◆ **What is required**: Write out the entries below exactly, from the first line to the one with "squared radius, and", both ends included.

Stored entries:
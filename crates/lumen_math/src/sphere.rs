use crate::{Ray, Vec3};

/// Bounding sphere used by the BVH for its cheap reject test.
///
/// A sphere is defined by a center and a radius; it bounds every point
/// that was passed to [`BoundingSphere::expand_to`].
#[derive(Debug, Copy, Clone, PartialEq)]
pub struct BoundingSphere {
    pub center: Vec3,
    pub radius: f32,
}

impl BoundingSphere {
    pub fn new(center: Vec3, radius: f32) -> Self {
        Self {
            center,
            radius: radius.max(0.0),
        }
    }

    /// A zero-radius sphere at `center`, to be grown with `expand_to`.
    pub fn at(center: Vec3) -> Self {
        Self::new(center, 0.0)
    }

    /// Grow the radius (never the center) so that `point` is enclosed.
    pub fn expand_to(&mut self, point: Vec3) {
        let distance = (point - self.center).length();
        if distance > self.radius {
            self.radius = distance;
        }
    }

    /// Returns true if `point` lies inside the sphere, allowing `tolerance`.
    pub fn contains(&self, point: Vec3, tolerance: f32) -> bool {
        (point - self.center).length() <= self.radius + tolerance
    }

    /// Test if a ray intersects this sphere after translating it by `offset`.
    ///
    /// Uses the geometric method: project the center onto the ray, compare
    /// the squared closest-approach distance with the squared radius, and
    /// reject spheres that lie entirely behind the ray origin.
    pub fn hit(&self, ray: &Ray, offset: Vec3) -> bool {
        let radius2 = self.radius * self.radius;
        let l = self.center + offset - ray.origin();
        let tca = l.dot(ray.direction());
        let d2 = l.dot(l) - tca * tca;
        if d2 > radius2 {
            return false;
        }

        // t0 <= t1 always, so only the far root decides "behind the origin"
        let thc = (radius2 - d2).sqrt();
        let t1 = tca + thc;
        t1 >= 0.0
    }
}

#[cfg(test)]
mod tests {
    use super::*;

    #[test]
    fn test_expand_to_grows_radius_only() {
        let mut sphere = BoundingSphere::at(Vec3::ZERO);
        sphere.expand_to(Vec3::new(3.0, 4.0, 0.0));
        sphere.expand_to(Vec3::new(1.0, 0.0, 0.0));

        assert_eq!(sphere.center, Vec3::ZERO);
        assert!((sphere.radius - 5.0).abs() < 1e-6);
        assert!(sphere.contains(Vec3::new(0.0, 0.0, 5.0), 1e-5));
        assert!(!sphere.contains(Vec3::new(0.0, 0.0, 5.1), 1e-5));
    }

    #[test]
    fn test_sphere_hit() {
        let sphere = BoundingSphere::new(Vec3::ZERO, 1.0);

        // Ray pointing at center
        let ray = Ray::new(Vec3::new(0.0, 0.0, -5.0), Vec3::Z);
        assert!(sphere.hit(&ray, Vec3::ZERO));

        // Ray missing the sphere
        let ray = Ray::new(Vec3::new(2.0, 0.0, -5.0), Vec3::Z);
        assert!(!sphere.hit(&ray, Vec3::ZERO));

        // Sphere entirely behind the ray
        let ray = Ray::new(Vec3::new(0.0, 0.0, -5.0), -Vec3::Z);
        assert!(!sphere.hit(&ray, Vec3::ZERO));
    }

    #[test]
    fn test_sphere_hit_from_inside() {
        let sphere = BoundingSphere::new(Vec3::ZERO, 2.0);
        let ray = Ray::new(Vec3::new(0.5, 0.0, 0.0), Vec3::Y);

        assert!(sphere.hit(&ray, Vec3::ZERO));
    }

    #[test]
    fn test_sphere_hit_uses_offset() {
        let sphere = BoundingSphere::new(Vec3::ZERO, 1.0);
        let ray = Ray::new(Vec3::new(10.0, 0.0, -5.0), Vec3::Z);

        assert!(!sphere.hit(&ray, Vec3::ZERO));
        assert!(sphere.hit(&ray, Vec3::new(10.0, 0.0, 0.0)));
    }
}
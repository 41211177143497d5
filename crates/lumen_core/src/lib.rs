//! lumen core - mesh ingestion and scene settings.
//!
//! This crate provides:
//!
//! - **Mesh ingestion**: OBJ loading into separately indexed `MeshData`
//! - **Settings**: `RenderSettings`, readable from a JSON scene file
//!
//! # Example
//!
//! ```ignore
//! use lumen_core::{load_obj, RenderSettings};
//!
//! let settings = RenderSettings::from_json_file("scene.json")?;
//! settings.validate()?;
//! for model in &settings.models {
//!     let mesh = load_obj(&model.path, &settings.transform_for(model))?;
//!     println!("{} faces", mesh.face_count());
//! }
//! ```

pub mod mesh;
pub mod obj;
pub mod scene;

// Re-export commonly used types
pub use mesh::MeshData;
pub use obj::{load_obj, load_obj_from_reader, LoadError, LoadResult};
pub use scene::{ConfigError, ModelSettings, RenderSettings, TransformSettings};
//! Scene and render settings.
//!
//! A [`RenderSettings`] value is built once (from a JSON scene file or by
//! the CLI) and threaded through to the camera and the mesh loaders.

use std::path::{Path, PathBuf};

use lumen_math::{Transform, Vec3};
use serde::Deserialize;
use thiserror::Error;

/// Errors that can occur while reading or validating settings.
#[derive(Error, Debug)]
pub enum ConfigError {
    #[error("IO error: {0}")]
    Io(#[from] std::io::Error),

    #[error("Scene file error: {0}")]
    Json(#[from] serde_json::Error),

    #[error("Invalid resolution {width}x{height}, both dimensions must be positive")]
    InvalidResolution { width: u32, height: u32 },

    #[error("Invalid field of view {0} degrees, expected a value between 0 and 180")]
    InvalidFieldOfView(f32),

    #[error("Scene contains no models")]
    NoModels,
}

/// Rotation in degrees plus per-axis mirroring applied to loaded meshes.
#[derive(Clone, Copy, Debug, PartialEq, Deserialize)]
#[serde(default)]
pub struct TransformSettings {
    pub rotation: [f32; 3],
    pub flip: [bool; 3],
}

impl Default for TransformSettings {
    fn default() -> Self {
        Self {
            rotation: [25.0, 45.0, 5.0],
            flip: [false, true, false],
        }
    }
}

impl TransformSettings {
    pub fn identity() -> Self {
        Self {
            rotation: [0.0; 3],
            flip: [false; 3],
        }
    }

    pub fn to_transform(&self) -> Transform {
        Transform::new(Vec3::from_array(self.rotation), self.flip)
    }
}

/// One mesh placed in the scene.
#[derive(Clone, Debug, PartialEq, Deserialize)]
pub struct ModelSettings {
    /// Path to the OBJ file
    pub path: PathBuf,

    /// World-space translation, applied at render time
    #[serde(default)]
    pub position: [f32; 3],

    /// Flat RGB colour
    #[serde(default = "default_colour")]
    pub colour: [f32; 3],

    /// Overrides the scene-wide transform for this model
    #[serde(default)]
    pub transform: Option<TransformSettings>,
}

fn default_colour() -> [f32; 3] {
    [1.0, 0.0, 0.0]
}

impl ModelSettings {
    pub fn new(path: impl Into<PathBuf>) -> Self {
        Self {
            path: path.into(),
            position: [0.0; 3],
            colour: default_colour(),
            transform: None,
        }
    }

    pub fn position(&self) -> Vec3 {
        Vec3::from_array(self.position)
    }

    pub fn colour(&self) -> Vec3 {
        Vec3::from_array(self.colour)
    }
}

/// Everything needed to set up and render one frame.
#[derive(Clone, Debug, PartialEq, Deserialize)]
#[serde(default)]
pub struct RenderSettings {
    pub width: u32,
    pub height: u32,

    /// Horizontal field of view in degrees
    pub fov_degrees: f32,

    pub camera_position: [f32; 3],

    /// Colour of pixels whose ray hits nothing
    pub background: [f32; 3],

    /// Transform applied to every model without its own override
    pub transform: TransformSettings,

    pub models: Vec<ModelSettings>,
}

impl Default for RenderSettings {
    fn default() -> Self {
        Self {
            width: 800,
            height: 600,
            fov_degrees: 90.0,
            camera_position: [0.0, 0.0, -10.0],
            background: [0.02, 0.02, 0.04],
            transform: TransformSettings::default(),
            models: Vec::new(),
        }
    }
}

impl RenderSettings {
    /// Parse settings from JSON text. Relative model paths are kept as-is.
    pub fn from_json_str(json: &str) -> Result<Self, ConfigError> {
        Ok(serde_json::from_str(json)?)
    }

    /// Read a JSON scene file. Relative model paths are resolved against
    /// the directory containing the scene file.
    pub fn from_json_file<P: AsRef<Path>>(path: P) -> Result<Self, ConfigError> {
        let path = path.as_ref();
        let content = std::fs::read_to_string(path)?;
        let mut settings = Self::from_json_str(&content)?;

        if let Some(base_dir) = path.parent() {
            for model in &mut settings.models {
                if model.path.is_relative() {
                    model.path = base_dir.join(&model.path);
                }
            }
        }

        log::debug!(
            "Read scene {} with {} models",
            path.display(),
            settings.models.len()
        );
        Ok(settings)
    }

    /// Check the settings before any loading or rendering starts.
    pub fn validate(&self) -> Result<(), ConfigError> {
        if self.width == 0 || self.height == 0 {
            return Err(ConfigError::InvalidResolution {
                width: self.width,
                height: self.height,
            });
        }
        if !(self.fov_degrees > 0.0 && self.fov_degrees < 180.0) {
            return Err(ConfigError::InvalidFieldOfView(self.fov_degrees));
        }
        if self.models.is_empty() {
            return Err(ConfigError::NoModels);
        }
        Ok(())
    }

    pub fn camera_position(&self) -> Vec3 {
        Vec3::from_array(self.camera_position)
    }

    pub fn background(&self) -> Vec3 {
        Vec3::from_array(self.background)
    }

    /// The transform to load `model` with: its own override, or the scene's.
    pub fn transform_for(&self, model: &ModelSettings) -> Transform {
        model
            .transform
            .unwrap_or(self.transform)
            .to_transform()
    }
}
//! Errors raised while building models from mesh data.

use std::fmt;

use lumen_core::LoadError;
use thiserror::Error;

/// Which storage array a bad index pointed into.
#[derive(Debug, Clone, Copy, PartialEq, Eq)]
pub enum ReferenceKind {
    Vertex,
    Normal,
    Triangle,
}

impl fmt::Display for ReferenceKind {
    fn fmt(&self, f: &mut fmt::Formatter<'_>) -> fmt::Result {
        match self {
            ReferenceKind::Vertex => write!(f, "vertex"),
            ReferenceKind::Normal => write!(f, "normal"),
            ReferenceKind::Triangle => write!(f, "triangle"),
        }
    }
}

/// Malformed or degenerate geometry.
#[derive(Error, Debug, Clone, PartialEq)]
pub enum GeometryError {
    #[error("Invalid geometry reference: {kind} index {index} out of range (count {len})")]
    InvalidReference {
        kind: ReferenceKind,
        index: usize,
        len: usize,
    },

    #[error("Normal {index} has zero length")]
    DegenerateNormal { index: usize },

    #[error("Index arrays are not parallel triples ({vertices} vertex indices, {normals} normal indices)")]
    MismatchedIndices { vertices: usize, normals: usize },

    #[error("Model has no triangles")]
    EmptyModel,
}

/// Result type for geometry queries and model construction.
pub type GeometryResult<T> = Result<T, GeometryError>;

/// Errors from loading a model end to end.
#[derive(Error, Debug)]
pub enum ModelError {
    #[error("Failed to load mesh: {0}")]
    Load(#[from] LoadError),

    #[error("Invalid mesh geometry: {0}")]
    Geometry(#[from] GeometryError),
}

#[cfg(test)]
mod tests {
    use super::*;

    #[test]
    fn test_invalid_reference_message() {
        let err = GeometryError::InvalidReference {
            kind: ReferenceKind::Normal,
            index: 7,
            len: 3,
        };
        assert_eq!(
            err.to_string(),
            "Invalid geometry reference: normal index 7 out of range (count 3)"
        );
    }

    #[test]
    fn test_model_error_wraps_sources() {
        let err: ModelError = GeometryError::EmptyModel.into();
        assert!(matches!(err, ModelError::Geometry(GeometryError::EmptyModel)));

        let err: ModelError = LoadError::NoGeometry.into();
        assert!(matches!(err, ModelError::Load(LoadError::NoGeometry)));
    }
}
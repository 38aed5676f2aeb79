use crate::{
    collector,
    config::RunConfig,
    executors::Executors,
    layout::RunLayout,
    tasks::{self, TaskListError},
    worker::{self, WorkerContext, WorkerEnv, WorkerError},
};
use rayon::{ThreadPool, ThreadPoolBuildError, ThreadPoolBuilder};
use std::{
    fs, io,
    path::{Path, PathBuf},
    sync::Barrier,
};
use thiserror::Error;
use tracing::{info, warn};

#[derive(Error, Debug)]
pub enum RunError {
    #[error(transparent)]
    Tasks(#[from] TaskListError),
    #[error("failed to create output root {}", path.display())]
    OutputRoot { path: PathBuf, source: io::Error },
    #[error("failed to build the worker pool")]
    Pool(#[from] ThreadPoolBuildError),
    #[error("worker {rank} failed")]
    Worker { rank: usize, source: WorkerError },
    #[error("failed to write combined output {}", path.display())]
    CombinedOutput { path: PathBuf, source: io::Error },
}

/// end-of-run accounting, mostly for the final log line
#[derive(Debug)]
pub struct RunSummary {
    pub tasks: usize,
    pub completed: usize,
    pub timed_out: usize,
    pub failed: usize,
    pub combined_output: PathBuf,
}

/// run one batch submission to completion
///
/// The worker pool is sized exactly to the configured worker count and
/// `broadcast` runs one worker body per pool thread, so every worker owns
/// a fixed `(rank, total)` for the whole run. The broadcast return is the
/// collective gather: it blocks until the last worker finishes and hands
/// back the reports in rank order.
pub fn run(config: &RunConfig, task_list: &Path, job_index: u64) -> Result<RunSummary, RunError> {
    let tasks = tasks::load(task_list)?;
    let layout = RunLayout::new(config.paths.output_root.clone(), job_index);
    let executors = Executors::load(&config.simulator);
    let workers = config.execution.workers;

    info!(
        workers,
        job_index,
        tasks = tasks.len(),
        "Starting batch run"
    );

    fs::create_dir_all(layout.output_root()).map_err(|source| RunError::OutputRoot {
        path: layout.output_root().to_path_buf(),
        source,
    })?;

    let pool = build_pool(workers, config.execution.pin_workers)?;
    let setup_barrier = Barrier::new(workers);
    let env = WorkerEnv {
        config,
        layout: &layout,
        executors: &executors,
        setup_barrier: &setup_barrier,
    };

    let gathered = pool.broadcast(|broadcast| {
        let ctx = WorkerContext::new(broadcast.index(), broadcast.num_threads());
        let assigned = tasks::partition(&tasks, ctx.rank, ctx.total);

        worker::run_worker(ctx, &env, &assigned)
    });

    let mut reports = Vec::with_capacity(gathered.len());
    for (rank, report) in gathered.into_iter().enumerate() {
        reports.push(report.map_err(|source| RunError::Worker { rank, source })?);
    }

    let mut summary = RunSummary {
        tasks: tasks.len(),
        completed: 0,
        timed_out: 0,
        failed: 0,
        combined_output: layout.combined_output(),
    };
    for report in reports.iter() {
        summary.completed += report.completed;
        summary.timed_out += report.timed_out;
        summary.failed += report.failed;
    }

    let results = collector::reassemble(reports);
    collector::write_combined(&summary.combined_output, &results).map_err(|source| {
        RunError::CombinedOutput {
            path: summary.combined_output.clone(),
            source,
        }
    })?;

    info!(
        "Wrote {} results to {}",
        results.len(),
        summary.combined_output.display()
    );

    Ok(summary)
}

fn build_pool(workers: usize, pin_workers: bool) -> Result<ThreadPool, ThreadPoolBuildError> {
    let builder = ThreadPoolBuilder::new()
        .num_threads(workers)
        .thread_name(|rank| format!("worker-{rank}"));

    if pin_workers {
        builder
            .start_handler(|rank| {
                if affinity::set_thread_affinity(&[rank]).is_err() {
                    warn!(rank, "Failed to pin worker thread to a core");
                }
            })
            .build()
    } else {
        builder.build()
    }
}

◆ **Response box**:
filename crates/lumen_math/src/sphere.rs
use crate::{Ray, Vec3};

/// Bounding sphere used by the BVH for its cheap reject test.
///
/// A sphere is defined by a center and a radius; it bounds every point
/// that was passed to [`BoundingSphere::expand_to`].
#[derive(Debug, Copy, Clone, PartialEq)]
pub struct BoundingSphere {
    pub center: Vec3,
    pub radius: f32,
}

impl BoundingSphere {
    pub fn new(center: Vec3, radius: f32) -> Self {
        Self {
            center,
            radius: radius.max(0.0),
        }
    }

    /// A zero-radius sphere at `center`, to be grown with `expand_to`.
    pub fn at(center: Vec3) -> Self {
        Self::new(center, 0.0)
    }

    /// Grow the radius (never the center) so that `point` is enclosed.
    pub fn expand_to(&mut self, point: Vec3) {
        let distance = (point - self.center).length();
        if distance > self.radius {
            self.radius = distance;
        }
    }

    /// Returns true if `point` lies inside the sphere, allowing `tolerance`.
    pub fn contains(&self, point: Vec3, tolerance: f32) -> bool {
        (point - self.center).length() <= self.radius + tolerance
    }

    /// Test if a ray intersects this sphere after translating it by `offset`.
    ///
    /// Uses the geometric method: project the center onto the ray, compare
    /// the squared closest-approach distance with the squared radius, and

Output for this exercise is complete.